Retype all of the material exactly, leaving no line out.

▽

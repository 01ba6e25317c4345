use axum::{http::StatusCode, response::IntoResponse, Json};
use serde_json::json;

#[axum::debug_handler]
pub async fn health() -> impl IntoResponse {
    let body = json!({
        "status": "OK",
        "message": "AI Job Board API is running",
    });
    (StatusCode::OK, Json(body))
}
use crate::error::{Error, Result};
use dotenvy::dotenv;
use std::env;
use std::sync::OnceLock;

pub const DEFAULT_LLM_API_URL: &str = "https://api.groq.com/openai/v1/chat/completions";
pub const DEFAULT_LLM_MODEL: &str = "llama-3.3-70b-versatile";

#[derive(Debug, Clone)]
pub struct Config {
    pub server_address: String,
    pub database_url: String,
    pub groq_api_key: String,
    pub llm_api_url: String,
    pub llm_model: String,
    pub llm_temperature: f32,
    pub llm_max_tokens: u32,
    pub llm_timeout_secs: u64,
}

pub static CONFIG: OnceLock<Config> = OnceLock::new();

impl Config {
    pub fn from_env() -> Result<Self> {
        dotenv().ok();

        Ok(Self {
            server_address: get_env_or("SERVER_ADDRESS", "0.0.0.0:5000"),
            database_url: get_env_or("DATABASE_URL", "sqlite://database.sqlite"),
            groq_api_key: get_env("GROQ_API_KEY")?,
            llm_api_url: get_env_or("LLM_API_URL", DEFAULT_LLM_API_URL),
            llm_model: get_env_or("LLM_MODEL", DEFAULT_LLM_MODEL),
            llm_temperature: get_env_parse_or("LLM_TEMPERATURE", 0.1)?,
            llm_max_tokens: get_env_parse_or("LLM_MAX_TOKENS", 500)?,
            llm_timeout_secs: get_env_parse_or("LLM_TIMEOUT_SECS", 60)?,
        })
    }
}

fn get_env(name: &str) -> Result<String> {
    env::var(name).map_err(|_| Error::Config(format!("Missing environment variable: {}", name)))
}

fn get_env_or(name: &str, default: &str) -> String {
    env::var(name)
        .ok()
        .filter(|v| !v.trim().is_empty())
        .unwrap_or_else(|| default.to_string())
}

fn get_env_parse_or<T>(name: &str, default: T) -> Result<T>
where
    T: std::str::FromStr,
    T::Err: std::fmt::Display,
{
    match env::var(name) {
        Ok(raw) if !raw.trim().is_empty() => parse_value(name, &raw),
        _ => Ok(default),
    }
}

fn parse_value<T>(name: &str, raw: &str) -> Result<T>
where
    T: std::str::FromStr,
    T::Err: std::fmt::Display,
{
    raw.trim()
        .parse()
        .map_err(|e| Error::Config(format!("Invalid value for {}: {}", name, e)))
}

pub fn init_config() -> Result<()> {
    let config = Config::from_env()?;
    CONFIG
        .set(config)
        .map_err(|_| Error::Config("Configuration has already been initialized".to_string()))?;
    Ok(())
}

pub fn get_config() -> &'static Config {
    CONFIG
        .get()
        .expect("Configuration has not been initialized")
}

#[cfg(test)]
mod tests {
    use super::*;

    #[test]
    fn parse_value_trims_input() {
        let parsed: u32 = parse_value("LLM_MAX_TOKENS", " 250 ").unwrap();
        assert_eq!(parsed, 250);
    }

    #[test]
    fn parse_value_reports_variable_name() {
        let err = parse_value::<u64>("LLM_TIMEOUT_SECS", "soon").unwrap_err();
        assert!(matches!(err, Error::Config(msg) if msg.contains("LLM_TIMEOUT_SECS")));
    }

    #[test]
    fn unset_variable_falls_back_to_default() {
        let value: f32 = get_env_parse_or("JOB_BOARD_TEST_UNSET_TEMPERATURE", 0.1).unwrap();
        assert_eq!(value, 0.1);
        assert_eq!(
            get_env_or("JOB_BOARD_TEST_UNSET_ADDRESS", "0.0.0.0:5000"),
            "0.0.0.0:5000"
        );
    }
}
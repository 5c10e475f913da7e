//! Page fetching and rule-driven HTML section extraction.
//!
//! A curriculum page is parsed once and carved into named sections by the
//! per-collection-type templates in [`template`]. The [`menu`] module keeps
//! the navigation entries in sync with the sections that actually exist.

pub mod fetch;
pub mod menu;
pub mod section;
pub mod template;

pub use fetch::{HttpFetcher, PageFetcher};
pub use menu::Menu;
pub use section::{ExtractedSection, Extractor, Fragment, merge};
pub use template::{SectionSpec, TemplateRender, render, template_for};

△

TASK ANSWER:
repository 01ba6e25317c4345
use axum::{http::StatusCode, response::IntoResponse, Json};
use serde_json::json;

#[axum::debug_handler]
pub async fn health() -> impl IntoResponse {
    let body = json!({
        "status": "OK",
        "message": "AI Job Board API is running",
    });
    (StatusCode::OK, Json(body))
}
use crate::error::{Error, Result};
use dotenvy::dotenv;
use std::env;
use std::sync::OnceLock;

pub const DEFAULT_LLM_API_URL: &str = "https://api.groq.com/openai/v1/chat/completions";
pub const DEFAULT_LLM_MODEL: &str = "llama-3.3-70b-versatile";

#[derive(Debug, Clone)]
pub struct Config {
    pub server_address: String,
    pub database_url: String,
    pub groq_api_key: String,
    pub llm_api_url: String,
    pub llm_model: String,
    pub llm_temperature: f32,
    pub llm_max_tokens: u32,
    pub llm_timeout_secs: u64,
}

pub static CONFIG: OnceLock<Config> = OnceLock::new();

impl Config {
    pub fn from_env() -> Result<Self> {
        dotenv().ok();

        Ok(Self {
            server_address: get_env_or("SERVER_ADDRESS", "0.0.0.0:5000"),
            database_url: get_env_or("DATABASE_URL", "sqlite://database.sqlite"),
            groq_api_key: get_env("GROQ_API_KEY")?,
            llm_api_url: get_env_or("LLM_API_URL", DEFAULT_LLM_API_URL),
            llm_model: get_env_or("LLM_MODEL", DEFAULT_LLM_MODEL),
            llm_temperature: get_env_parse_or("LLM_TEMPERATURE", 0.1)?,
            llm_max_tokens: get_env_parse_or("LLM_MAX_TOKENS", 500)?,
            llm_timeout_secs: get_env_parse_or("LLM_TIMEOUT_SECS", 60)?,
        })
    }
}

fn get_env(name: &str) -> Result<String> {
    env::var(name).map_err(|_| Error::Config(format!("Missing environment variable: {}", name)))
}

fn get_env_or(name: &str, default: &str) -> String {
    env::var(name)
        .ok()
        .filter(|v| !v.trim().is_empty())
        .unwrap_or_else(|| default.to_string())
}

fn get_env_parse_or<T>(name: &str, default: T) -> Result<T>
where
    T: std::str::FromStr,
    T::Err: std::fmt::Display,
{
    match env::var(name) {
        Ok(raw) if !raw.trim().is_empty() => parse_value(name, &raw),
        _ => Ok(default),
    }
}

fn parse_value<T>(name: &str, raw: &str) -> Result<T>
where
    T: std::str::FromStr,
    T::Err: std::fmt::Display,
{
    raw.trim()
        .parse()
        .map_err(|e| Error::Config(format!("Invalid value for {}: {}", name, e)))
}

pub fn init_config() -> Result<()> {
    let config = Config::from_env()?;
    CONFIG
        .set(config)
        .map_err(|_| Error::Config("Configuration has already been initialized".to_string()))?;
    Ok(())
}

pub fn get_config() -> &'static Config {
    CONFIG
        .get()
        .expect("Configuration has not been initialized")
}

#[cfg(test)]
mod tests {
    use super::*;

    #[test]
    fn parse_value_trims_input() {
        let parsed: u32 = parse_value("LLM_MAX_TOKENS", " 250 ").unwrap();
        assert_eq!(parsed, 250);
    }

    #[test]
    fn parse_value_reports_variable_name() {
        let err = parse_value::<u64>("LLM_TIMEOUT_SECS", "soon").unwrap_err();
        assert!(matches!(err, Error::Config(msg) if msg.contains("LLM_TIMEOUT_SECS")));
    }

    #[test]
    fn unset_variable_falls_back_to_default() {
        let value: f32 = get_env_parse_or("JOB_BOARD_TEST_UNSET_TEMPERATURE", 0.1).unwrap();
        assert_eq!(value, 0.1);
        assert_eq!(
            get_env_or("JOB_BOARD_TEST_UNSET_ADDRESS", "0.0.0.0:5000"),
            "0.0.0.0:5000"
        );
    }
}
repository 5c10e475f913da7e
//! Page fetching and rule-driven HTML section extraction.
//!
//! A curriculum page is parsed once and carved into named sections by the
//! per-collection-type templates in [`template`]. The [`menu`] module keeps
//! the navigation entries in sync with the sections that actually exist.

pub mod fetch;
pub mod menu;
pub mod section;
pub mod template;

pub use fetch::{HttpFetcher, PageFetcher};
pub use menu::Menu;
pub use section::{ExtractedSection, Extractor, Fragment, merge};
pub use template::{SectionSpec, TemplateRender, render, template_for};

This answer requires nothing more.